Venda Nova no período chuvoso é, infelizmente, uma crônica de promessas não cumpridas. A nossa regional é 186 anos mais velha que Belo Horizonte. Esse fator só reforça a necessidade de estudos constantes, obras complexas para drenagem urbana e um olhar atento às necessidades de uma população que sofre perdas incalculáveis e evitáveis anualmente.
Só falar não adianta e eu sei bem disso. Estou como relator da Comissão Especial de Estudo de Águas Pluviais e Prevenção de Riscos da Câmara de BH, durante este ano, realizamos 35 visitas técnicas e seis audiências públicas, ouvimos a população e mapeamos de forma aprofundada onde residem os problemas de drenagem da nossa cidade. Agora é hora de agir!

Chegamos a uma conclusão incontornável: a segurança hídrica de Belo Horizonte exige a liberação imediata de recursos e a conclusão célere das obras de macrodrenagem, aliadas a um plano de microdrenagem que resgate a permeabilidade do solo e abrace a sustentabilidade.

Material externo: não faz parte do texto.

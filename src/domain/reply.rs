use crate::domain::asset::{Asset, Direction};
use crate::domain::quote::{Amount, Quote};
use crate::domain::wallet::WalletError;
use rust_decimal::Decimal;

/// Outbound messages to a user. Rendering and localisation belong to the transport.
#[derive(Debug, Clone, PartialEq)]
pub enum Reply {
    ChooseLanguage,
    Rates {
        prices: Vec<(Asset, Decimal)>,
        fee_rate: Decimal,
    },
    Menu,
    PickAsset {
        assets: Vec<Asset>,
    },
    EnterAmount {
        direction: Direction,
        asset: Asset,
    },
    QuoteSummary {
        direction: Direction,
        asset: Asset,
        amount: Amount,
        quote: Quote,
        fee_rate: Decimal,
    },
    /// Where the user sends their payment for this request.
    PayTo {
        currency: String,
        address: String,
    },
    EnterWallet,
    InvalidWallet(WalletError),
    SendReceipt,
    PhotoOnly,
    AwaitingReview,
    ReviewUnavailable,
    AutoRejected,
    Approved {
        asset: Asset,
        amount: Amount,
        total: Decimal,
    },
    Rejected,
}
use crate::domain::order::{Decision, RequestId, UserId};

/// Text that restarts the dialogue from any state.
pub const RESTART_COMMAND: &str = "/start";

#[derive(Debug, Clone, PartialEq)]
pub enum UserInput {
    Text(String),
    Image(Vec<u8>),
    /// Any attachment that is not an image (documents, stickers, ...).
    Other,
}

impl UserInput {
    pub fn is_restart(&self) -> bool {
        matches!(self, UserInput::Text(text) if text.trim() == RESTART_COMMAND)
    }
}

/// An inbound event, already serialized per user by the transport.
#[derive(Debug, Clone, PartialEq)]
pub enum Event {
    Message {
        user: UserId,
        username: Option<String>,
        input: UserInput,
    },
    Decision {
        request_id: RequestId,
        decision: Decision,
    },
}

Entendo que Belo Horizonte também precisa de maior coordenação intermunicipal com os municípios da Região Metropolitana no combate às chuvas, especialmente Contagem, que também enfrenta questões semelhantes. Além disso, é urgente a melhoria contínua da manutenção de galerias, a limpeza eficiente e periódica de córregos e bocas de lobo, e o fortalecimento da fiscalização e da educação ambiental.
Que a coragem e a resiliência dos cidadãos de Venda Nova, como Marcus, sejam a força motriz que nos convida a agir e cobrar incansavelmente por respostas.